Pursuant to Section 13 or 15(d) of the Securities Exchange Act of 1934
 
 
Date of Report (Date of earliest event reported): August 20, 2018
 
Del Frisco’s Restaurant Group, Inc.
(Exact name of registrant as specified in its charter)
 
Commission File Number:  001-35611
 
  
Delaware
20-8453116
(State or other jurisdiction of
incorporation)
(IRS Employer
Identification No.)
 
2900 Ranch Trail
Irving, TX 75063
(Address of principal executive offices, including zip code)
  
(469) 913-1845
(Registrant’s telephone number, including area code)
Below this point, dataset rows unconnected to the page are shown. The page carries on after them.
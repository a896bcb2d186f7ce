//! On-chain ledger integration.
//!
//! # Data Flow
//! ```text
//! ResourceIntent
//!     → gateway.rs (submit, identity assignment)
//!     → gateway.rs (await_finality → LedgerRecord)
//!     → workflow validates backend state against the record
//! ```
//!
//! # Design Decisions
//! - The ledger is the single source of truth; backend state is checked
//!   against `LedgerRecord`, never the reverse
//! - Submissions are never retried (a duplicate could double-provision)
//! - Runtime bootstrap is explicit init-once state (bootstrap.rs)

pub mod bootstrap;
pub mod gateway;
pub mod types;

pub use gateway::{LedgerGateway, WalletSession};
pub use types::{
    BucketId, FileKey, FinalityError, LedgerRecord, ResourceIdentity, ResourceIntent,
    ResourceKind, SubmitError,
};
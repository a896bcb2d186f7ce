//! Storage Provisioner
//!
//! Client library that drives user-owned storage resources (buckets,
//! files) to consistency across two independently-paced authorities: an
//! on-chain ledger (source of truth, delayed finality) and an off-chain
//! indexing backend that mirrors ledger state asynchronously.
//!
//! # Architecture Overview
//!
//! ```text
//!   caller (StorageClient)
//!        │
//!        ▼
//!   ┌──────────────────────────────────────────────────────────┐
//!   │                    workflow                              │
//!   │  guard ──▶ provision/teardown state machine ──▶ progress │
//!   └──────┬──────────────────────────┬────────────────────────┘
//!          │                          │
//!          ▼                          ▼
//!   ┌─────────────┐   resilience   ┌─────────────┐
//!   │   ledger    │  (retry loop,  │   backend   │
//!   │   gateway   │   backoff,     │    index    │
//!   │  (submit,   │   cancel)      │  (polling,  │
//!   │  finality)  │                │   listing)  │
//!   └─────────────┘                └─────────────┘
//!
//!   Cross-cutting: config, observability (logging, metrics), cache
//! ```
//!
//! A creation run moves through `submitting → verifying-onchain →
//! awaiting-backend → complete`, failing into a typed error from any
//! phase. The backend is only trusted once its indexed root matches the
//! finalized ledger record.

// Core subsystems
pub mod backend;
pub mod config;
pub mod ledger;
pub mod workflow;

// Cross-cutting concerns
pub mod cache;
pub mod observability;
pub mod resilience;

mod client;

pub use backend::{BackendIndexClient, BackendView, HttpBackendIndexClient, ResourceStatus};
pub use client::StorageClient;
pub use config::{load_config, ProvisionerConfig};
pub use ledger::{
    BucketId, FileKey, LedgerGateway, LedgerRecord, ResourceIdentity, ResourceIntent,
    ResourceKind, WalletSession,
};
pub use resilience::{CancelToken, RetryPolicy};
pub use workflow::{
    Phase, ProgressObserver, ProvisioningWorkflow, RemovalPolicy, TeardownWorkflow,
    WorkflowError, WorkflowProgress, WorkflowResult, WorkflowSettings,
};
//! Ledger gateway contract.
//!
//! # Responsibilities
//! - Submit signed intents to the chain
//! - Report finality of accepted submissions
//! - Submit deletions
//!
//! # Design Decisions
//! - The gateway is consumed, never implemented, by the workflow core;
//!   wire formats and signing are the collaborator's concern
//! - `await_finality` may poll internally; the workflow treats it as a
//!   single bounded operation with an outer deadline
//! - Object-safe so the core can hold `Arc<dyn LedgerGateway>`

use async_trait::async_trait;
use std::time::Duration;

use crate::ledger::types::{
    FinalityError, LedgerRecord, ResourceIdentity, ResourceIntent, SubmitError,
};

/// On-chain authority the workflows drive.
#[async_trait]
pub trait LedgerGateway: Send + Sync {
    /// Submit a creation intent. Returns the provisional identity the
    /// ledger assigned. Failures are terminal; the workflow never retries
    /// a submission.
    async fn submit(&self, intent: &ResourceIntent) -> Result<ResourceIdentity, SubmitError>;

    /// Wait for the submission behind `identity` to reach finality.
    /// `deadline` bounds the whole wait.
    async fn await_finality(
        &self,
        identity: &ResourceIdentity,
        deadline: Duration,
    ) -> Result<LedgerRecord, FinalityError>;

    /// Submit a deletion intent for an existing resource.
    async fn submit_deletion(&self, identity: &ResourceIdentity) -> Result<(), SubmitError>;

    /// Wait for the deletion of `identity` to reach finality.
    async fn await_deletion_finality(
        &self,
        identity: &ResourceIdentity,
        deadline: Duration,
    ) -> Result<(), FinalityError>;
}

/// Read-only view of the connected wallet. Only the current address is
/// needed to build intents; signing stays with the gateway.
pub trait WalletSession: Send + Sync {
    fn current_address(&self) -> Option<String>;
}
(Former name or former address, if changed since last report)

 
Check the appropriate box below if the Form 8-K filing is intended to simultaneously satisfy the filing obligation of the registrant under any of the following provisions:
 
[ ] Written communications pursuant to Rule 425 under the Securities Act (17 CFR 230.425)
[ ] Soliciting material pursuant to Rule 14a-12 under the Exchange Act (17 CFR 240.14a-12)
[ ] Pre-commencement communications pursuant to Rule 14d-2(b) under the Exchange Act (17 CFR 240.14d-2(b))
[ ] Pre-commencement communications pursuant to Rule 13e-4(c) under the Exchange Act (17 CFR 240.13e-4(c))
 
Indicate by check mark whether the registrant is an emerging growth company as defined in Rule 405 of the Securities Act of 1933 (§230.405 of this chapter) or Rule 12b-2 of the Securities Exchange Act of 1934 (§240.12b-2 of this chapter).

Emerging growth company ☐
 
If an emerging growth company, indicate by check mark if the registrant has elected not to use the extended transition period for complying with any new or revised financial accounting standards provided pursuant to Section 13(a) of the Exchange Act. ☐


 





Item 5.02.    Departure of Directors or Certain Officers; Election of Directors; Appointment of Certain Officers; Compensatory Arrangements of Certain Officers

On August 20, 2018, Del Frisco’s Restaurant Group, Inc. and its wholly-owned subsidiary, DFRG Management, LLC, (collectively, the “Company”) entered into a Separation Agreement and General Release (the “Separation Agreement”) whereby the Company and Ray Risley, President of Del Frisco’s Double Eagle Steakhouse, mutually agreed that Mr. Risley would resign from the Company, effective September 25, 2018. Scott Smith, President of Sullivan‘s Steakhouse, will assume responsibilities for Del Frisco’s Double Eagle Steakhouse as President.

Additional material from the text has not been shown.